6 Replies Latest reply on Aug 18, 2011 12:41 PM by laobrasuca

    Very poor OpenCL performance

    petr.machacek

      Hello,

      I'm new to OpenCL, so I guess I'm doing some silly mistake..

      I tried to create simple program for image thresholding using OpenCL. Simplified version of the source code source is attached to this post.  The program work well, but execution time is very poor.

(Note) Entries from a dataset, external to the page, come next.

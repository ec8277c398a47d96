//! Auth middleware installed on the session's API client

use super::session::SessionStore;
use crate::navigation::Navigator;
use crate::storage::TokenSlot;
use catalog_http::client::headers::bearer_value;
use catalog_http::reqwest::header::AUTHORIZATION;
use catalog_http::reqwest::{Request, Response};
use catalog_http::{ClientError, RequestMiddleware, ResponseMiddleware};
use std::sync::Arc;
use tracing::{debug, warn};

/// Attaches `Authorization: Bearer <token>` from session storage to every
/// request. With no usable stored token any default `Authorization` header
/// is removed, so a token cleared elsewhere is never sent.
#[derive(Debug, Clone)]
pub struct BearerToken {
    slot: TokenSlot,
}

impl BearerToken {
    pub fn new(slot: TokenSlot) -> Self {
        Self { slot }
    }
}

impl RequestMiddleware for BearerToken {
    fn on_request(&self, mut request: Request) -> Result<Request, ClientError> {
        let value = self.slot.read().and_then(|token| match bearer_value(&token) {
            Ok(value) => Some(value),
            Err(e) => {
                warn!(key = self.slot.key(), "Stored token is not a valid header, not sending it: {e}");
                None
            }
        });

        match value {
            Some(value) => {
                request.headers_mut().insert(AUTHORIZATION, value);
            }
            None => {
                if request.headers_mut().remove(AUTHORIZATION).is_some() {
                    debug!(url = %request.url(), "Dropped Authorization header without stored token");
                }
            }
        }
        Ok(request)
    }
}

/// On a 401 response: tear the session down, send the user to the login
/// route, and hand the same error back to the caller.
pub struct SessionExpiry {
    store: Arc<SessionStore>,
    navigator: Arc<dyn Navigator>,
    login_route: String,
}

impl SessionExpiry {
    pub fn new(
        store: Arc<SessionStore>,
        navigator: Arc<dyn Navigator>,
        login_route: impl Into<String>,
    ) -> Self {
        Self {
            store,
            navigator,
            login_route: login_route.into(),
        }
    }
}

impl ResponseMiddleware for SessionExpiry {
    fn on_response(
        &self,
        outcome: Result<Response, ClientError>,
    ) -> Result<Response, ClientError> {
        if let Err(error) = &outcome {
            if error.is_auth_expired() {
                warn!("Session rejected by server, returning to {}", self.login_route);
                self.store.clear_session();
                self.navigator.navigate(&self.login_route);
            }
        }
        outcome
    }
}

#[cfg(test)]
mod tests {
    use super::*;
    use crate::navigation::HistoryNavigator;
    use crate::storage::{MemorySessionStorage, SessionStorage};
    use catalog_http::DefaultHeaders;
    use catalog_http::reqwest::Method;
    use catalog_http::reqwest::header::HeaderValue;

    fn slot(storage: &MemorySessionStorage) -> TokenSlot {
        TokenSlot::new(Arc::new(storage.clone()), "token")
    }

    fn request_with_stale_header() -> Request {
        let mut request = Request::new(Method::GET, "http://localhost/api/me".parse().unwrap());
        request
            .headers_mut()
            .insert(AUTHORIZATION, HeaderValue::from_static("Bearer stale"));
        request
    }

    #[test]
    fn test_stored_token_wins_over_default_header() {
        let storage = MemorySessionStorage::new();
        storage.set_item("token", "fresh").unwrap();

        let request = BearerToken::new(slot(&storage))
            .on_request(request_with_stale_header())
            .unwrap();
        assert_eq!(request.headers()[AUTHORIZATION], "Bearer fresh");
    }

    #[test]
    fn test_missing_token_strips_header() {
        let storage = MemorySessionStorage::new();

        let request = BearerToken::new(slot(&storage))
            .on_request(request_with_stale_header())
            .unwrap();
        assert!(request.headers().get(AUTHORIZATION).is_none());
    }

    #[test]
    fn test_unusable_stored_token_is_not_sent() {
        let storage = MemorySessionStorage::new();
        storage.set_item("token", "line\nbreak").unwrap();

        let request = BearerToken::new(slot(&storage))
            .on_request(request_with_stale_header())
            .unwrap();
        assert!(request.headers().get(AUTHORIZATION).is_none());
    }

    #[test]
    fn test_non_auth_errors_pass_through_untouched() {
        let storage = MemorySessionStorage::new();
        let store = Arc::new(SessionStore::restore(slot(&storage), DefaultHeaders::default()));
        store.set_token("T1").unwrap();
        let navigator = HistoryNavigator::new();

        let expiry = SessionExpiry::new(store.clone(), Arc::new(navigator.clone()), "/login");
        let outcome = expiry.on_response(Err(ClientError::Forbidden("no".to_string())));

        assert!(matches!(outcome, Err(ClientError::Forbidden(_))));
        assert_eq!(store.token().as_deref(), Some("T1"));
        assert!(navigator.history().is_empty());
    }

    #[test]
    fn test_unauthorized_tears_down_once() {
        let storage = MemorySessionStorage::new();
        let store = Arc::new(SessionStore::restore(slot(&storage), DefaultHeaders::default()));
        store.set_token("T1").unwrap();
        let navigator = HistoryNavigator::new();

        let expiry = SessionExpiry::new(store.clone(), Arc::new(navigator.clone()), "/login");
        let outcome = expiry.on_response(Err(ClientError::AuthenticationFailed(
            "Unauthenticated.".to_string(),
        )));

        assert!(matches!(outcome, Err(ClientError::AuthenticationFailed(_))));
        assert!(store.token().is_none());
        assert!(storage.get_item("token").unwrap().is_none());
        assert_eq!(navigator.history(), vec!["/login"]);
    }
}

      When I execute the program on RGB image 5760x3240, the program output is [time is in miliseconds]:

       

      clCreateBuffer: 25.649242
      clSetKernelArg: 0.001205
      clEnqueueNDRangeKernel: 0.536059
      clFinish: 66.903236
      clEnqueueReadBuffer: 17.060545

       

      When I use IPP's threshold (Intel performance primitives) on the same picture, then the threshold takes 40 ms. 

      Why is my OpenCL program running on GPU so slow? I expected it to be much more faster.

      My hardware:

      Win7 Home, 64bit
      CPU AMD Phenom II X4 965, 3.4GHs (4 cores)
      6GB RAM
      GPU: GIGABYTE, ATI Radeon 5750 
      AMD APP SDK v2.4 

      Thanks for any hint..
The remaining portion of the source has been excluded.